++++ Records for the task ++++
//! Per-render-pass bookkeeping of everything that placeholders in expanded markup refer to.

use crate::{
	component::{Component, ComponentRef, Instance},
	config::Config,
	host::{Event, Listener},
	tree::EventRecord,
};
use core::{cell::RefCell, fmt::Debug};
use hashbrown::HashMap;
use std::rc::{Rc, Weak};
use tracing::warn;
use uuid::Uuid;

/// Source of placeholder identifiers.
///
/// Identifiers must be unique among those handed out during one render pass
/// and must not contain `<`, `&` or `"`.
pub trait IdGenerator: Debug {
	fn next_id(&mut self) -> String;
}

/// Random v4 UUIDs.
#[derive(Debug, Default, Clone, Copy)]
pub struct UuidIds;
impl IdGenerator for UuidIds {
	fn next_id(&mut self) -> String {
		Uuid::new_v4().to_string()
	}
}

/// `1`, `2`, `3`, … Reproducible, which is handy in tests.
#[derive(Debug, Default, Clone)]
pub struct SequentialIds {
	issued: u64,
}
impl SequentialIds {
	#[must_use]
	pub fn new() -> Self {
		Self::default()
	}
}
impl IdGenerator for SequentialIds {
	fn next_id(&mut self) -> String {
		self.issued += 1;
		self.issued.to_string()
	}
}

/// A field of the owning instance that receives values from the host.
pub(crate) struct BindingRecord<C: Component> {
	pub field: C::Field,
	owner: Weak<RefCell<Instance<C>>>,
}
impl<C: Component> BindingRecord<C> {
	/// Writes the event's value into the bound field. Doesn't refresh anything.
	pub fn write(&self, event: &Event) {
		let value = match &event.value {
			Some(value) => value.clone(),
			None => return warn!("{:?} event without value for binding {:?}; ignored.", event.name, self.field),
		};
		let owner = match self.owner.upgrade() {
			Some(owner) => owner,
			None => return warn!("Binding {:?} outlived its component; ignored.", self.field),
		};
		let borrow = owner.try_borrow_mut();
		match borrow {
			Ok(mut instance) => {
				if cfg!(feature = "dangerous-logging") {
					tracing::trace!("Writing {:?} into {:?}", value, self.field);
				}
				instance.state_mut().set_field(self.field, value);
			}
			Err(_) => warn!("Component busy while writing binding {:?}; value dropped.", self.field),
		}
	}

	/// The synthetic event that performs [`write`](`BindingRecord::write`).
	#[must_use]
	pub fn into_event(self, name: &str) -> EventRecord {
		let handler: Listener = Rc::new(move |event: &Event| self.write(event));
		EventRecord::new(name, handler)
	}
}

/// The three id-keyed maps of one render pass.
pub(crate) struct Registry<C: Component> {
	components: HashMap<String, ComponentRef>,
	events: HashMap<String, EventRecord>,
	bindings: HashMap<String, BindingRecord<C>>,
}

impl<C: Component> Default for Registry<C> {
	fn default() -> Self {
		Self {
			components: HashMap::new(),
			events: HashMap::new(),
			bindings: HashMap::new(),
		}
	}
}

impl<C: Component> Registry<C> {
	#[must_use]
	pub fn new() -> Self {
		Self::default()
	}

	/// Stores `component` and returns its placeholder element.
	pub fn register_component(&mut self, ids: &mut dyn IdGenerator, config: &Config, component: ComponentRef) -> String {
		let id = ids.next_id();
		let tag = config.component_tag();
		let marker = format!("<{tag}>{id}</{tag}>", tag = tag, id = id);
		self.components.insert(id, component);
		marker
	}

	/// Stores `record` and returns its placeholder attribute.
	pub fn register_event(&mut self, ids: &mut dyn IdGenerator, config: &Config, record: EventRecord) -> String {
		let id = ids.next_id();
		self.events.insert(id.clone(), record);
		format!("{}{}=\"{}\"", config.event_prefix(), self.events.len(), id)
	}

	/// Stores a binding of `field` on `owner` and returns its placeholder attribute.
	pub fn register_binding(&mut self, ids: &mut dyn IdGenerator, config: &Config, field: C::Field, owner: Weak<RefCell<Instance<C>>>) -> String {
		let id = ids.next_id();
		self.bindings.insert(id.clone(), BindingRecord { field, owner });
		format!("{}{}=\"{}\"", config.binding_prefix(), self.bindings.len(), id)
	}

	pub fn take_component(&mut self, id: &str) -> Option<ComponentRef> {
		self.components.remove(id)
	}

	pub fn take_event(&mut self, id: &str) -> Option<EventRecord> {
		self.events.remove(id)
	}

	pub fn take_binding(&mut self, id: &str) -> Option<BindingRecord<C>> {
		self.bindings.remove(id)
	}

	/// Records not consumed by resolution yet.
	#[must_use]
	pub fn pending(&self) -> usize {
		self.components.len() + self.events.len() + self.bindings.len()
	}
}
++++
■ Assignment: Gather up every line in the data above that contains the word "HashMap", copying each one.

■ Problem solution:
use hashbrown::HashMap;
	components: HashMap<String, ComponentRef>,
	events: HashMap<String, EventRecord>,
	bindings: HashMap<String, BindingRecord<C>>,
			components: HashMap::new(),
			events: HashMap::new(),
			bindings: HashMap::new(),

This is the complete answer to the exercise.